L'estetica barocca del primo Seicento ragiona sulla negazione stessa delle regole e delle certezze, su asimmetria, contraddizione e meraviglia: questa è una musica in perenne tensione, che spesso rappresenta anche una cultura della trasgressione e di intensi eccessi, caratteristiche che la legano indissolubilmente ai temi estetici elaborati nei dipinti di Artemisia – e alle sue eroine trionfanti: alle Giuditta, Minerva, Giaele, ma anche Cleopatra, Susanna, Danae, Maddalena che dominano le sue tele.

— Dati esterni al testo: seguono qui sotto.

//! Scaling, label encoding and stratified splitting

use crate::error::{Result, TriageError};
use ndarray::{Array2, ArrayView1, ArrayView2, Axis};
use rand::rngs::StdRng;
use rand::seq::SliceRandom;
use rand::SeedableRng;
use serde::{Deserialize, Serialize};
use std::collections::BTreeMap;

const MIN_SCALE: f64 = 1e-12;

/// Per-feature zero-mean, unit-variance transform
#[derive(Debug, Clone, PartialEq, Serialize, Deserialize)]
pub struct StandardScaler {
    pub mean: Vec<f64>,
    pub scale: Vec<f64>,
}

impl StandardScaler {
    /// Fit on the rows of `x` (population variance). Constant columns get a scale of 1.
    pub fn fit(x: ArrayView2<f64>) -> Result<Self> {
        if x.nrows() == 0 {
            return Err(TriageError::EmptyTrainingSet);
        }

        let mut mean = Vec::with_capacity(x.ncols());
        let mut scale = Vec::with_capacity(x.ncols());
        for column in x.axis_iter(Axis(1)) {
            let m = column.sum() / column.len() as f64;
            let var = column.iter().map(|v| (v - m).powi(2)).sum::<f64>() / column.len() as f64;
            let sd = var.sqrt();
            mean.push(m);
            scale.push(if sd < MIN_SCALE { 1.0 } else { sd });
        }

        Ok(Self { mean, scale })
    }

    pub fn n_features(&self) -> usize {
        self.mean.len()
    }

    pub fn transform(&self, x: ArrayView2<f64>) -> Result<Array2<f64>> {
        self.check_width(x.ncols())?;
        let mut out = x.to_owned();
        for (j, mut column) in out.axis_iter_mut(Axis(1)).enumerate() {
            let (m, s) = (self.mean[j], self.scale[j]);
            column.mapv_inplace(|v| (v - m) / s);
        }
        Ok(out)
    }

    pub fn transform_row(&self, row: ArrayView1<f64>) -> Result<Vec<f64>> {
        self.check_width(row.len())?;
        Ok(row
            .iter()
            .zip(self.mean.iter().zip(&self.scale))
            .map(|(v, (m, s))| (v - m) / s)
            .collect())
    }

    fn check_width(&self, found: usize) -> Result<()> {
        if found != self.n_features() {
            return Err(TriageError::FeatureShapeMismatch {
                expected: self.n_features(),
                found,
            });
        }
        Ok(())
    }
}

/// Sorted set of class labels with index lookup
#[derive(Debug, Clone, PartialEq, Serialize, Deserialize)]
pub struct LabelEncoder {
    classes: Vec<String>,
}

impl LabelEncoder {
    pub fn fit(labels: &[String]) -> Self {
        let mut classes: Vec<String> = labels.to_vec();
        classes.sort();
        classes.dedup();
        Self { classes }
    }

    pub fn from_classes(classes: Vec<String>) -> Self {
        Self { classes }
    }

    pub fn classes(&self) -> &[String] {
        &self.classes
    }

    pub fn n_classes(&self) -> usize {
        self.classes.len()
    }

    pub fn index_of(&self, label: &str) -> Option<usize> {
        self.classes
            .binary_search_by(|c| c.as_str().cmp(label))
            .ok()
    }

    /// Encode labels; every label must be one of the fitted classes
    pub fn encode(&self, labels: &[String]) -> Result<Vec<usize>> {
        labels
            .iter()
            .map(|label| {
                self.index_of(label).ok_or_else(|| {
                    TriageError::ConfigError(format!("unknown class label '{}'", label))
                })
            })
            .collect()
    }

    pub fn decode(&self, index: usize) -> Option<&str> {
        self.classes.get(index).map(String::as_str)
    }
}

/// Train and validation row indices
#[derive(Debug, Clone, PartialEq)]
pub struct Split {
    pub train: Vec<usize>,
    pub validation: Vec<usize>,
}

/// Stratified split preserving per-class proportions.
///
/// Each class contributes `round(n_c * validation_fraction)` rows to
/// validation, clamped to `[1, n_c - 1]`, so every class appears on both sides.
pub fn stratified_split(labels: &[String], validation_fraction: f64, seed: u64) -> Result<Split> {
    if !(validation_fraction > 0.0 && validation_fraction < 1.0) {
        return Err(TriageError::InvalidValidationSplit(validation_fraction));
    }
    if labels.is_empty() {
        return Err(TriageError::EmptyTrainingSet);
    }

    let mut by_class: BTreeMap<&str, Vec<usize>> = BTreeMap::new();
    for (i, label) in labels.iter().enumerate() {
        by_class.entry(label.as_str()).or_default().push(i);
    }

    if let Some((class, members)) = by_class.iter().find(|(_, members)| members.len() < 2) {
        return Err(TriageError::InsufficientClassMembers {
            class: class.to_string(),
            count: members.len(),
            required: 2,
        });
    }

    let mut rng = StdRng::seed_from_u64(seed);
    let mut train = Vec::new();
    let mut validation = Vec::new();

    for members in by_class.values_mut() {
        members.shuffle(&mut rng);
        let n = members.len();
        let n_val = ((n as f64 * validation_fraction).round() as usize).clamp(1, n - 1);
        validation.extend_from_slice(&members[..n_val]);
        train.extend_from_slice(&members[n_val..]);
    }

    train.shuffle(&mut rng);
    validation.shuffle(&mut rng);

    Ok(Split { train, validation })
}
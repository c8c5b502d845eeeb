use std::path::PathBuf;

use thiserror::Error;

/// Type alias for Result with TriageError
pub type Result<T> = std::result::Result<T, TriageError>;

/// Error types for feature extraction, training and model persistence
#[derive(Error, Debug)]
pub enum TriageError {
    /// Prediction or save attempted before `fit`
    #[error("Model not trained: call fit() first")]
    NotTrained,

    /// Feature matrix or vector width differs from the trained feature order
    #[error("Feature shape mismatch: expected {expected} features, found {found}")]
    FeatureShapeMismatch { expected: usize, found: usize },

    /// Number of labels differs from number of samples
    #[error("Label count mismatch: {samples} samples but {labels} labels")]
    LabelCountMismatch { samples: usize, labels: usize },

    /// Row data could not be shaped into a feature matrix
    #[error("Matrix error: {0}")]
    Matrix(#[from] ndarray::ShapeError),

    /// No samples supplied to fit
    #[error("Training set is empty")]
    EmptyTrainingSet,

    /// Classification needs at least two distinct labels
    #[error("Training requires at least 2 classes, found {found}")]
    TooFewClasses { found: usize },

    /// A class has too few members for a stratified split
    #[error("Class '{class}' has {count} sample(s); at least {required} are required to stratify")]
    InsufficientClassMembers {
        class: String,
        count: usize,
        required: usize,
    },

    /// Validation fraction outside (0, 1)
    #[error("Invalid validation split {0}: must be between 0 and 1 (exclusive)")]
    InvalidValidationSplit(f64),

    /// Model file does not exist
    #[error("Model file not found: {}", .0.display())]
    ModelNotFound(PathBuf),

    /// Model artifact written by an incompatible format version
    #[error("Unsupported model format version {found} (expected {expected})")]
    UnsupportedModelVersion { found: u32, expected: u32 },

    /// IO error (file operations, etc.)
    #[error("IO error: {0}")]
    IoError(#[from] std::io::Error),

    /// JSON serialization/deserialization error
    #[error("Serialization error: {0}")]
    SerializationError(#[from] serde_json::Error),

    /// Configuration error
    #[error("Configuration error: {0}")]
    ConfigError(String),
}

impl TriageError {
    /// Integration bugs: wrong shapes or calling into an unfitted model
    pub fn is_input_error(&self) -> bool {
        matches!(
            self,
            TriageError::NotTrained
                | TriageError::FeatureShapeMismatch { .. }
                | TriageError::LabelCountMismatch { .. }
                | TriageError::Matrix(_)
        )
    }

    /// Problems with the data handed to `fit`
    pub fn is_training_data_error(&self) -> bool {
        matches!(
            self,
            TriageError::EmptyTrainingSet
                | TriageError::TooFewClasses { .. }
                | TriageError::InsufficientClassMembers { .. }
                | TriageError::InvalidValidationSplit(_)
        )
    }

    /// Failures reading or writing model artifacts
    pub fn is_persistence_error(&self) -> bool {
        matches!(
            self,
            TriageError::ModelNotFound(_)
                | TriageError::UnsupportedModelVersion { .. }
                | TriageError::IoError(_)
                | TriageError::SerializationError(_)
        )
    }
}

#[cfg(test)]
mod tests {
    use super::*;

    #[test]
    fn test_input_errors() {
        assert!(TriageError::NotTrained.is_input_error());
        assert!(TriageError::FeatureShapeMismatch {
            expected: 68,
            found: 3
        }
        .is_input_error());
        assert!(!TriageError::NotTrained.is_persistence_error());
    }

    #[test]
    fn test_training_data_errors() {
        let err = TriageError::InsufficientClassMembers {
            class: "archive".to_string(),
            count: 1,
            required: 2,
        };
        assert!(err.is_training_data_error());
        assert!(!err.is_input_error());

        assert!(TriageError::EmptyTrainingSet.is_training_data_error());
        assert!(TriageError::InvalidValidationSplit(1.5).is_training_data_error());
    }

    #[test]
    fn test_persistence_errors() {
        let missing = TriageError::ModelNotFound(PathBuf::from("/tmp/model.json"));
        assert!(missing.is_persistence_error());

        let io = TriageError::from(std::io::Error::new(
            std::io::ErrorKind::PermissionDenied,
            "denied",
        ));
        assert!(io.is_persistence_error());
    }

    #[test]
    fn test_error_display() {
        let display = format!("{}", TriageError::NotTrained);
        assert!(display.contains("Model not trained"));

        let missing = TriageError::ModelNotFound(PathBuf::from("models/unified.json"));
        assert_eq!(
            missing.to_string(),
            "Model file not found: models/unified.json"
        );

        let err = TriageError::InsufficientClassMembers {
            class: "critical".to_string(),
            count: 1,
            required: 2,
        };
        let display = err.to_string();
        assert!(display.contains("critical"));
        assert!(display.contains("1 sample"));
    }
}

L’ensemble strumentale Accademia d’Arcadia è nato in seno alla Fondazione Arcadia, costituita a Milano per incoraggiare la riscoperta del patrimonio musicale italiano del Seicento e Settecento. L’ensemble unisce attenzione alla prassi esecutiva storica a metodo e sensibilità moderni; è stato inoltre il primo gruppo di musica antica in Italia a programmare spettacoli multidisciplinari, per tradurre gli “affetti” delle pagine antiche in modalità diverse, anche visive.
Per questo l’ensemble si è dedicato a nuove collaborazioni con giovani cineasti e in particolare con il collettivo teatrale Anagoor.
La compagnia Anagoor è stata fondata da Simone Derai e Paola Dallan a Castelfranco Veneto nel 2000, configurandosi come un esperimento di collettività. Alla direzione di Simone Derai e Marco Menegoni, cui si deve regia e montaggio dell’opera video per Et manchi pietà, si affiancano presenze costanti e collaborazioni, facendo di Anagoor un laboratorio continuo dove performing art, filosofia, letteratura e scena ipermediale entrano in dialogo, al contempo rimanendo, profondamente, teatro.